- * Given a position in the window, we want to find LZ77-style "matches" with
- * that position at previous positions in the window. With LZX, the minimum
- * match length is 2 and the maximum match length is 257. The only restriction
- * on offsets is that LZX does not allow the last 2 bytes of the window to match
- * the the beginning of the window.
- *
- * Depending on how good a compression ratio we want (see the "Match-choosing"
- * section), we may want to find: (a) all matches, or (b) just the longest
- * match, or (c) just some "promising" matches that we are able to find quickly,
- * or (d) just the longest match that we're able to find quickly. Below we
- * introduce the match-finding methods that the code currently uses or has
- * previously used:
- *
- * - Hash chains. Maintain a table that maps hash codes, computed from
- * fixed-length byte sequences, to linked lists containing previous window
- * positions. To search for matches, compute the hash for the current
- * position in the window and search the appropriate hash chain. When
- * advancing to the next position, prepend the current position to the
- * appropriate hash list. This is a good approach for producing matches with
- * stategy (d) and is useful for fast compression. Therefore, we provide an
- * option to use this method for LZX compression. See lz_hash.c for the
- * implementation.
- *
- * - Binary trees. Similar to hash chains, but each hash bucket contains a
- * binary tree of previous window positions rather than a linked list. This
- * is a good approach for producing matches with stategy (c) and is useful for
- * achieving a good compression ratio. Therefore, we provide an option to use
- * this method; see lz_bt.c for the implementation.
- *
- * - Suffix arrays. This code previously used this method to produce matches
- * with stategy (c), but I've dropped it because it was slower than the binary
- * trees approach, used more memory, and did not improve the compression ratio
- * enough to compensate. Download wimlib v1.6.2 if you want the code.

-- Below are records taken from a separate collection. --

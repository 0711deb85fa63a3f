use std::str::FromStr;
use std::time::Duration;

use sqlx::sqlite::{SqliteConnectOptions, SqlitePoolOptions};

use bazaar_core::config::DatabaseConfig;

pub type DbPool = sqlx::SqlitePool;

pub async fn connect(database_url: &str) -> Result<DbPool, sqlx::Error> {
    connect_with_settings(database_url, 5, 30).await
}

pub async fn connect_from_config(config: &DatabaseConfig) -> Result<DbPool, sqlx::Error> {
    connect_with_settings(&config.url, config.max_connections, config.timeout_secs).await
}

pub async fn connect_with_settings(
    database_url: &str,
    max_connections: u32,
    timeout_secs: u64,
) -> Result<DbPool, sqlx::Error> {
    let options =
        SqliteConnectOptions::from_str(&normalize_url(database_url))?.create_if_missing(true);

    SqlitePoolOptions::new()
        .max_connections(max_connections.max(1))
        .acquire_timeout(Duration::from_secs(timeout_secs.max(1)))
        .after_connect(|conn, _meta| {
            Box::pin(async move {
                sqlx::query("PRAGMA foreign_keys = ON").execute(&mut *conn).await?;
                sqlx::query("PRAGMA journal_mode = WAL").execute(&mut *conn).await?;
                sqlx::query("PRAGMA busy_timeout = 5000").execute(&mut *conn).await?;
                Ok(())
            })
        })
        .connect_with(options)
        .await
}

fn normalize_url(database_url: &str) -> String {
    match database_url.trim() {
        ":memory:" => "sqlite::memory:".to_string(),
        other => other.to_string(),
    }
}
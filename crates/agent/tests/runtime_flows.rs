use std::sync::Arc;
use std::time::Duration;

use chrono::{Duration as ChronoDuration, Utc};
use serde_json::json;

use bazaar_agent::llm::{
    BackendReply, DisabledBackend, LlmBackend, ScriptStep, ScriptedBackend, ToolCallRequest,
};
use bazaar_agent::orchestrator::{LoopSettings, Termination};
use bazaar_agent::page_context::fallback_guidance;
use bazaar_agent::runtime::{AgentRuntime, AgentSettings, GuidanceRequest, RecommendMode};
use bazaar_agent::AgentError;
use bazaar_core::domain::conversation::{TurnKind, TurnRole};
use bazaar_core::domain::item::{CatalogItem, ItemId, ItemStatus};
use bazaar_core::domain::persona::{PersonaId, PersonaProfile};
use bazaar_core::domain::user::{UserAccount, UserId};
use bazaar_db::{
    ConversationRepository, InMemoryMarketplace, ItemRepository, PersonaRepository, RepositorySet,
    UserRepository, WalletRepository,
};

fn persona(id: i64, name: &str) -> PersonaProfile {
    PersonaProfile {
        id: PersonaId(id),
        name: name.to_string(),
        description: String::new(),
        system_prompt: format!("あなたは{name}です。"),
        avatar_url: format!("/avatars/{id}.png"),
        theme_color: "default".to_string(),
        rarity: 1,
        fallback_line: Some(format!("{name}はいま少し休憩中です。")),
    }
}

fn item(id: i64, name: &str, description: &str, age_hours: i64) -> CatalogItem {
    CatalogItem {
        id: ItemId(id),
        seller_id: None,
        name: name.to_string(),
        description: description.to_string(),
        price: 8000,
        category: Some("ファッション".to_string()),
        condition: None,
        status: ItemStatus::OnSale,
        created_at: Utc::now() - ChronoDuration::hours(age_hours),
    }
}

async fn marketplace(points: i64) -> Arc<InMemoryMarketplace> {
    let store = Arc::new(InMemoryMarketplace::default());
    UserRepository::save(&*store, UserAccount::new(UserId(1), "hana", points))
        .await
        .expect("save user");
    for profile in [persona(1, "ミライ"), persona(2, "ソラ")] {
        PersonaRepository::save(&*store, profile).await.expect("save persona");
    }
    store.grant_persona(UserId(1), &persona(2, "ソラ")).await.expect("grant");
    for catalog_item in [
        item(1, "Nike Air Max 90", "white running sneakers", 5),
        item(2, "Nike Air Force 1", "classic sneakers", 4),
        item(3, "Leather Tote Bag", "brown leather bag", 3),
        item(4, "Wool Scarf", "warm winter scarf", 2),
    ] {
        ItemRepository::save(&*store, catalog_item).await.expect("save item");
    }
    store
}

fn runtime(store: &Arc<InMemoryMarketplace>, backend: Arc<dyn LlmBackend>) -> AgentRuntime {
    let settings = AgentSettings {
        loop_settings: LoopSettings { max_iterations: 3, call_timeout: Duration::from_secs(5) },
        ..AgentSettings::default()
    };
    AgentRuntime::new(RepositorySet::in_memory(store.clone()), backend, settings)
}

#[tokio::test]
async fn converse_replies_in_owned_persona_and_logs_the_exchange() {
    let store = marketplace(500).await;
    let backend = Arc::new(ScriptedBackend::replies(&["こんにちは！"]));
    let runtime = runtime(&store, backend.clone());

    let reply = runtime.converse(UserId(1), "やあ", None).await.expect("converse");

    assert_eq!(reply.reply, "こんにちは！");
    assert_eq!(reply.persona.name, "ソラ");
    assert_eq!(reply.termination, Termination::FinalText);

    let account = UserRepository::find_by_id(&*store, UserId(1)).await.expect("load");
    assert_eq!(account.and_then(|account| account.equipped_persona_id), Some(PersonaId(2)));

    let history = store.history(UserId(1)).await.expect("history");
    let chat: Vec<_> = history
        .iter()
        .filter(|turn| turn.kind == TurnKind::Chat)
        .map(|turn| (turn.role, turn.content.as_str()))
        .collect();
    assert_eq!(chat, vec![(TurnRole::User, "やあ"), (TurnRole::Agent, "こんにちは！")]);
}

#[tokio::test]
async fn converse_rejects_blank_message() {
    let store = marketplace(500).await;
    let runtime = runtime(&store, Arc::new(DisabledBackend));

    let result = runtime.converse(UserId(1), "   ", None).await;

    assert!(matches!(result, Err(AgentError::InvalidInput(_))));
    assert!(store.history(UserId(1)).await.expect("history").is_empty());
}

#[tokio::test]
async fn absent_user_gets_a_reply_but_nothing_is_persisted() {
    let store = marketplace(500).await;
    let runtime = runtime(&store, Arc::new(ScriptedBackend::replies(&["はじめまして"])));

    let reply = runtime.converse(UserId(42), "hello", None).await.expect("converse");

    assert_eq!(reply.reply, "はじめまして");
    assert_eq!(reply.persona.name, "ミライ");
    assert!(store.history(UserId(42)).await.expect("history").is_empty());
    assert!(UserRepository::find_by_id(&*store, UserId(42)).await.expect("load").is_none());
}

#[tokio::test(start_paused = true)]
async fn hung_backend_falls_back_and_logs_the_user_turn_once() {
    let store = marketplace(500).await;
    let backend = Arc::new(ScriptedBackend::repeating(ScriptStep::Hang));
    let runtime = runtime(&store, backend.clone());

    let reply = runtime.converse(UserId(1), "おすすめある？", None).await.expect("converse");

    assert_eq!(reply.reply, "ソラはいま少し休憩中です。");
    assert!(matches!(reply.termination, Termination::BackendFailed { .. }));
    assert_eq!(backend.call_count(), 1);

    let history = store.history(UserId(1)).await.expect("history");
    let user_turns = history.iter().filter(|turn| turn.role == TurnRole::User).count();
    assert_eq!(user_turns, 1);
    assert_eq!(history.last().map(|turn| turn.content.as_str()), Some(reply.reply.as_str()));
}

#[tokio::test]
async fn insufficient_balance_draw_leaves_wallet_untouched() {
    let store = marketplace(30).await;
    let backend = Arc::new(ScriptedBackend::new(vec![
        ScriptStep::Reply(BackendReply::tool_calls(vec![ToolCallRequest {
            id: "call-1".to_string(),
            name: "draw_gacha".to_string(),
            arguments: json!({}),
        }])),
        ScriptStep::Reply(BackendReply::text("ポイントが足りないみたい")),
    ]));
    let runtime = runtime(&store, backend);

    let reply = runtime.converse(UserId(1), "ガチャ引いて", None).await.expect("converse");

    assert_eq!(reply.reply, "ポイントが足りないみたい");
    assert_eq!(reply.tool_calls.len(), 1);
    assert!(!reply.tool_calls[0].ok);
    assert_eq!(reply.tool_calls[0].result["error"], "insufficient_balance");

    let balance = store.balance(UserId(1)).await.expect("balance").expect("present");
    assert_eq!(balance.gacha_points, 30);

    let history = store.history(UserId(1)).await.expect("history");
    let kinds: Vec<_> = history.iter().map(|turn| turn.kind).collect();
    assert_eq!(kinds, vec![TurnKind::Chat, TurnKind::ToolLog, TurnKind::Chat]);
    assert!(!history[1].visible);
}

#[tokio::test]
async fn history_timestamps_increase_across_exchanges() {
    let store = marketplace(500).await;
    let runtime = runtime(&store, Arc::new(ScriptedBackend::replies(&["one", "two"])));

    runtime.converse(UserId(1), "first", None).await.expect("first");
    runtime.converse(UserId(1), "second", None).await.expect("second");

    let history = store.history(UserId(1)).await.expect("history");
    assert_eq!(history.len(), 4);
    assert!(history.windows(2).all(|pair| pair[0].created_at < pair[1].created_at));
}

#[tokio::test]
async fn keyword_recommendation_drops_unrelated_items() {
    let store = marketplace(500).await;
    let runtime = runtime(&store, Arc::new(DisabledBackend));

    let reply = runtime
        .recommend(UserId(1), RecommendMode::Keyword("nike sneakers".to_string()), Some(5))
        .await
        .expect("recommend");

    assert!(reply.can_recommend);
    assert!(!reply.candidates.is_empty());
    assert!(reply.candidates.iter().all(|candidate| candidate.score > 0.0));
    assert!(reply.candidates.iter().all(|candidate| candidate.rationale.is_none()));
    assert!(matches!(reply.candidates[0].item_id, ItemId(1) | ItemId(2)));
}

#[tokio::test]
async fn seed_recommendation_excludes_the_seed() {
    let store = marketplace(500).await;
    let runtime = runtime(&store, Arc::new(DisabledBackend));

    let reply = runtime
        .recommend(UserId(1), RecommendMode::SeedItem(ItemId(1)), Some(2))
        .await
        .expect("recommend");

    assert_eq!(reply.candidates.len(), 2);
    assert_eq!(reply.candidates[0].item_id, ItemId(2));
    assert!(reply.candidates.iter().all(|candidate| candidate.item_id != ItemId(1)));
}

#[tokio::test]
async fn history_recommendation_seeds_from_the_latest_purchase() {
    let store = marketplace(500).await;
    let runtime = runtime(&store, Arc::new(DisabledBackend));

    let nothing_bought =
        runtime.recommend(UserId(1), RecommendMode::History, None).await.expect("recommend");
    assert!(!nothing_bought.can_recommend);

    store.record_purchase(ItemId(1), UserId(1), Utc::now()).await.expect("purchase");
    let reply =
        runtime.recommend(UserId(1), RecommendMode::History, Some(3)).await.expect("recommend");

    assert!(reply.can_recommend);
    assert_eq!(reply.candidates[0].item_id, ItemId(2));
    assert!(reply.candidates.iter().all(|candidate| candidate.item_id != ItemId(1)));
}

#[tokio::test]
async fn guidance_uses_path_fallback_when_backend_is_down() {
    let store = marketplace(500).await;
    let runtime = runtime(&store, Arc::new(DisabledBackend));

    let reply = runtime
        .page_guidance(GuidanceRequest {
            user_id: Some(UserId(1)),
            path: "/seller/items".to_string(),
            ..GuidanceRequest::default()
        })
        .await
        .expect("guidance");

    assert!(reply.fallback);
    assert_eq!(reply.message, fallback_guidance("/seller/items"));
    assert!(store.history(UserId(1)).await.expect("history").is_empty());
}

#[tokio::test]
async fn guidance_is_stored_and_fed_into_the_next_chat() {
    let store = marketplace(500).await;
    let backend = Arc::new(ScriptedBackend::replies(&["このスニーカー素敵ですね", "はい！"]));
    let runtime = runtime(&store, backend.clone());

    let guidance = runtime
        .page_guidance(GuidanceRequest {
            user_id: Some(UserId(1)),
            path: "/items/1".to_string(),
            ..GuidanceRequest::default()
        })
        .await
        .expect("guidance");
    assert!(!guidance.fallback);

    let prompt = serde_json::to_string(&backend.requests()[0]).expect("serialize");
    assert!(prompt.contains("Nike Air Max 90"));

    runtime.converse(UserId(1), "これどう？", None).await.expect("converse");

    let stored = store.latest(UserId(1), TurnKind::Guidance).await.expect("latest");
    assert_eq!(stored.map(|turn| turn.content), Some("このスニーカー素敵ですね".to_string()));
    let second = serde_json::to_string(&backend.requests()[1]).expect("serialize");
    assert!(second.contains("このスニーカー素敵ですね"));
}

#[tokio::test]
async fn guidance_requires_a_path() {
    let store = marketplace(500).await;
    let runtime = runtime(&store, Arc::new(DisabledBackend));

    let result = runtime.page_guidance(GuidanceRequest::default()).await;

    assert!(matches!(result, Err(AgentError::InvalidInput(_))));
}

- * However, the suffix array method was basically as follows. Build the
- * suffix array for the entire window. The suffix array contains each
- * possible window position, sorted by the lexicographic order of the strings
- * that begin at those positions. Find the matches at a given position by
- * searching the suffix array outwards, in both directions, from the suffix
- * array slot for that position. This produces the longest matches first, but
- * "matches" that actually occur at later positions in the window must be
- * skipped. To do this skipping, use an auxiliary array with dynamically
- * constructed linked lists. Also, use the inverse suffix array to quickly
- * find the suffix array slot for a given position without doing a binary
- * search.
- *
- * ----------------------------------------------------------------------------
- *
- * Match-choosing
- *
- * Usually, choosing the longest match is best because it encodes the most data
- * in that one item. However, sometimes the longest match is not optimal
- * because (a) choosing a long match now might prevent using an even longer
- * match later, or (b) more generally, what we actually care about is the number
- * of bits it will ultimately take to output each match or literal, which is
- * actually dependent on the entropy encoding using by the underlying
- * compression format. Consequently, a longer match usually, but not always,
- * takes fewer bits to encode than multiple shorter matches or literals that
- * cover the same data.
- *
- * This problem of choosing the truly best match/literal sequence is probably
- * impossible to solve efficiently when combined with entropy encoding. If we
- * knew how many bits it takes to output each match/literal, then we could
- * choose the optimal sequence using shortest-path search a la Dijkstra's
- * algorithm. However, with entropy encoding, the chosen match/literal sequence
- * affects its own encoding. Therefore, we can't know how many bits it will
- * take to actually output any one match or literal until we have actually
- * chosen the full sequence of matches and literals.
- *
- * Notwithstanding the entropy encoding problem, we also aren't guaranteed to
- * choose the optimal match/literal sequence unless the match-finder (see
- * section "Match-finder") provides the match-chooser with all possible matches
- * at each position. However, this is not computationally efficient. For
- * example, there might be many matches of the same length, and usually (but not
- * always) the best choice is the one with the smallest offset. So in practice,
- * it's fine to only consider the smallest offset for a given match length at a
- * given position. (Actually, for LZX, it's also worth considering repeat
- * offsets.)
- *
- * In addition, as mentioned earlier, in LZX we have the choice of using
- * multiple blocks, each of which resets the Huffman codes. This expands the
- * search space even further. Therefore, to simplify the problem, we currently
- * we don't attempt to actually choose the LZX blocks based on the data.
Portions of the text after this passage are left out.